November 22nd, 2004 by Christopher

Why is it that some people never learn from their mistakes? Or at least refine themselves to try not to make them again? I think I am one of those people. I seem to be walking right back into a situation which I know isn’t the best. Sometimes I feel that people are just using me to make themselves feel more comfortable; or to just please me for the moment. Other times I think that I may genuinely be liked by that person but it turns out that I “read” them wrong. I’ve pushed people away because I become so eager to please that I begin to obsess, if you will, to an acute degree; which, in turn, turns them off to me. Every now and then I’ll become involved with someone who is either too far, or will become too far, for things to continue beyond the initial infatuation. I am still longing for someone, for something, which is halfway across the globe and there is nothing I can do except cry myself to sleep thinking about him. I am unsure if I should wait for him to return, if he’ll return. Unsure of how to digest my feelings towards him and progress from day to day. Do I continue to let these feelings fester and continue to break away at my will to be with anyone else? Or should I just give up and move on? How can you move on from something which seems to be in your grasp but the only thing holding you back is time? If you wait, you can have it.

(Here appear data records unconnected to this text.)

//! Wormholescan API VAA provider.

use alloy_primitives::{hex, Bytes};
use async_trait::async_trait;
use base64::engine::general_purpose::STANDARD;
use base64::Engine;
use reqwest::{Client, StatusCode};
use serde::Deserialize;
use tracing::{debug, instrument, trace, Instrument};
use url::Url;

use super::{api_url, wormholescan_url};
use crate::chain::Network;
use crate::error::{Result, VaaError};
use crate::spans;
use crate::traits::VaaProvider;
use crate::vaa::WormholeMessageId;

/// Seconds to back off when a 429 carries no usable `Retry-After`
const DEFAULT_RETRY_AFTER_SECS: u64 = 300;

/// Fetches signed VAAs from Wormholescan.
///
/// # Examples
///
/// ```rust,no_run
/// use vaa_rs::providers::WormholescanVaaProvider;
/// use vaa_rs::traits::VaaProvider;
/// use vaa_rs::{Chain, Network, UniversalAddress, WormholeMessageId};
///
/// # async fn example() -> vaa_rs::Result<()> {
/// let provider = WormholescanVaaProvider::for_network(Network::Mainnet)?;
/// let id = WormholeMessageId {
///     chain: Chain::Sui,
///     emitter: "0xccceeb29348f71bdd22ffef43a2a19c1f5b5e17c5cca5411529120182672ade5".parse()?,
///     sequence: 196_444,
/// };
/// let vaa = provider.get_vaa_bytes(&id).await?;
/// # Ok(())
/// # }
/// ```
#[derive(Debug, Clone)]
pub struct WormholescanVaaProvider {
    base_url: Url,
    client: Client,
}

#[derive(Debug, Deserialize)]
#[serde(rename_all = "camelCase")]
struct SignedVaaResponse {
    vaa_bytes: String,
}

impl WormholescanVaaProvider {
    pub fn new(base_url: Url) -> Self {
        Self {
            base_url,
            client: Client::new(),
        }
    }

    /// Provider for the public API of `network`, honoring `WORMHOLESCAN_API_URL`.
    pub fn for_network(network: Network) -> Result<Self> {
        Ok(Self::new(wormholescan_url(network)?))
    }

    pub fn base_url(&self) -> &Url {
        &self.base_url
    }

    /// `{base}/v1/signed_vaa/{chain}/{emitter}/{sequence}`, emitter as bare hex.
    fn vaa_url(&self, id: &WormholeMessageId) -> Result<Url> {
        let chain = id.chain.as_u16().to_string();
        let emitter = hex::encode(id.emitter.as_bytes());
        let sequence = id.sequence.to_string();
        api_url(&self.base_url, ["v1", "signed_vaa", &chain, &emitter, &sequence])
    }
}

#[async_trait]
impl VaaProvider for WormholescanVaaProvider {
    #[instrument(skip(self), fields(message_id = %id))]
    async fn get_vaa_bytes(&self, id: &WormholeMessageId) -> Result<Option<Bytes>> {
        let url = self.vaa_url(id)?;
        trace!(url = %url, "Requesting signed VAA from Wormholescan");

        let response = self
            .client
            .get(url.clone())
            .send()
            .instrument(spans::http_request("GET", &url))
            .await
            .map_err(VaaError::Network)?;
        let status = response.status();
        trace!(status_code = %status, "Received response from Wormholescan");

        if status == StatusCode::TOO_MANY_REQUESTS {
            let retry_after_seconds = response
                .headers()
                .get("retry-after")
                .and_then(|h| h.to_str().ok())
                .and_then(|s| s.parse::<u64>().ok())
                .unwrap_or(DEFAULT_RETRY_AFTER_SECS);
            debug!(retry_after_seconds, "Rate limited by Wormholescan");
            return Err(VaaError::RateLimitExceeded {
                retry_after_seconds,
            });
        }

        // the guardians have not signed it yet
        if status == StatusCode::NOT_FOUND {
            debug!("VAA not found");
            return Ok(None);
        }

        response.error_for_status_ref()?;
        let body: SignedVaaResponse = response.json().await.map_err(VaaError::Network)?;
        decode_vaa_bytes(&body).map(Some)
    }
}

fn decode_vaa_bytes(body: &SignedVaaResponse) -> Result<Bytes> {
    let bytes = STANDARD.decode(body.vaa_bytes.trim())?;
    debug!(vaa_length_bytes = bytes.len(), "Signed VAA decoded");
    Ok(bytes.into())
}

#[cfg(test)]
mod tests {
    use super::*;
    use crate::address::UniversalAddress;
    use crate::chain::Chain;

    #[test]
    fn test_vaa_url() {
        let provider =
            WormholescanVaaProvider::new(Url::parse(super::super::WORMHOLESCAN_MAINNET_URL).unwrap());
        let id = WormholeMessageId {
            chain: Chain::Sui,
            emitter: UniversalAddress::new([0xab; 32]),
            sequence: 196_444,
        };
        insta::assert_snapshot!(
            provider.vaa_url(&id).unwrap(),
            @"https://api.wormholescan.io/v1/signed_vaa/21/abababababababababababababababababababababababababababababababab/196444"
        );
    }

    #[test]
    fn test_decode_response() {
        let body: SignedVaaResponse =
            serde_json::from_str(r#"{"vaaBytes":"AQAAAAQN","id":"21/ab/1"}"#).unwrap();
        assert_eq!(
            decode_vaa_bytes(&body).unwrap(),
            Bytes::from_static(&[0x01, 0x00, 0x00, 0x00, 0x04, 0x0d])
        );
    }

    #[test]
    fn test_invalid_base64() {
        let body = SignedVaaResponse {
            vaa_bytes: "not base64!".to_string(),
        };
        assert!(matches!(decode_vaa_bytes(&body), Err(VaaError::Base64(_))));
    }
}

At least you hope that is the situation. There is another possibility of loosing that person; not only to a bomb, but to a shift in personality, likes, dislikes, attitude. He may come back and not care for the same things, or the same people anymore; or even worse, developed a liking for something else, someone else. Everyday I wake up thinking of one person whom I’m missing dearly and long for the day in which I will see his smile again; and the other is someone I think about as I go to bed, someone who I long to meet for the first time. Each have made me feel as though I am worth something to them; and that is the one feeling I’ve been missing. To be held and know the other person is holding you because they like you is a great feeling. It’s very rare.

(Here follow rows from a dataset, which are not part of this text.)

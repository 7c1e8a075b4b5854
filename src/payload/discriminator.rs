use std::sync::Arc;

use tracing::trace;

use super::{PayloadLiteral, PayloadRegistry, PayloadSchema};
use crate::error::{Result, VaaError};

/// Recovers which registered payload a byte string is
///
/// A candidate matches when its layout decodes the whole input and every
/// fixed field checks out. Candidate schemas are resolved once, at
/// construction, so discrimination never touches the registry.
///
/// # Example
///
/// ```rust
/// use vaa_rs::{payload_registry, PayloadDiscriminator, PayloadLiteral};
///
/// let registry = payload_registry();
/// let discriminator = PayloadDiscriminator::for_protocols(&registry, &["TokenBridge"]).unwrap();
/// let mut attest_meta = vec![2u8];
/// attest_meta.extend([0u8; 32 + 2]);
/// attest_meta.push(6);
/// attest_meta.extend([0u8; 64]);
/// assert_eq!(
///     discriminator.discriminate(&attest_meta).unwrap(),
///     Some(PayloadLiteral::new("TokenBridge", "AttestMeta"))
/// );
/// ```
#[derive(Debug, Clone)]
pub struct PayloadDiscriminator {
    candidates: Vec<(PayloadLiteral, Arc<PayloadSchema>)>,
    allow_ambiguous: bool,
}

impl PayloadDiscriminator {
    /// Builds a discriminator over `literals`, failing if any is not registered.
    pub fn new(
        registry: &PayloadRegistry,
        literals: impl IntoIterator<Item = PayloadLiteral>,
    ) -> Result<Self> {
        let candidates = literals
            .into_iter()
            .map(|literal| {
                let schema = registry.get(&literal)?;
                Ok((literal, schema))
            })
            .collect::<Result<Vec<_>>>()?;
        Ok(Self {
            candidates,
            allow_ambiguous: false,
        })
    }

    /// Builds a discriminator over every payload registered by `protocols`.
    pub fn for_protocols(registry: &PayloadRegistry, protocols: &[&str]) -> Result<Self> {
        let literals = protocols
            .iter()
            .flat_map(|protocol| registry.protocol_literals(protocol));
        Self::new(registry, literals)
    }

    /// Lets [`discriminate_all`](Self::discriminate_all) return every match
    /// instead of failing when more than one candidate fits.
    pub fn allow_ambiguous(mut self, allow: bool) -> Self {
        self.allow_ambiguous = allow;
        self
    }

    pub fn candidates(&self) -> impl Iterator<Item = &PayloadLiteral> {
        self.candidates.iter().map(|(literal, _)| literal)
    }

    /// Every candidate that structurally decodes `bytes`, in candidate order.
    pub fn matches(&self, bytes: &[u8]) -> Vec<PayloadLiteral> {
        let matches: Vec<_> = self
            .candidates
            .iter()
            .filter(|(_, schema)| schema.deserialize(bytes).is_ok())
            .map(|(literal, _)| literal.clone())
            .collect();
        trace!(
            candidates = self.candidates.len(),
            matches = matches.len(),
            event = "payload_discriminated"
        );
        matches
    }

    /// The single matching literal, `None` if nothing matches.
    ///
    /// More than one match is always an error here.
    pub fn discriminate(&self, bytes: &[u8]) -> Result<Option<PayloadLiteral>> {
        let mut matches = self.matches(bytes);
        match matches.len() {
            0 => Ok(None),
            1 => Ok(matches.pop()),
            _ => Err(ambiguous(matches)),
        }
    }

    /// All matching literals; more than one is an error unless ambiguity is allowed.
    pub fn discriminate_all(&self, bytes: &[u8]) -> Result<Vec<PayloadLiteral>> {
        let matches = self.matches(bytes);
        if matches.len() > 1 && !self.allow_ambiguous {
            return Err(ambiguous(matches));
        }
        Ok(matches)
    }
}

fn ambiguous(matches: Vec<PayloadLiteral>) -> VaaError {
    VaaError::AmbiguousPayload {
        candidates: matches.iter().map(ToString::to_string).collect(),
    }
}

It amazes me, though, how someone who is so far could be so kind and caring to send flowers to a person they barely know. Something so beautiful, sent from someone so beautiful, sent to someone they claim to be beautiful. Now that’s a lot of beautiful. There are people in this world who are given so much shit to bear and yet they deserve none of it. <side note: people need to learn the uses of punctuation, put a damn question mark after a question and a period if you use multiple sentences in one damn IM for God’s sake!> I am not speaking for myself, because I am sure there are things that I’ve done which deserve a good heap of manure to be dumped on my life; but there is one person whom I’ve felt as if I could bear their weight for them for one day, it would be just enough for them to breakaway from it all, or at least catch their breath. I know I would like to sometimes.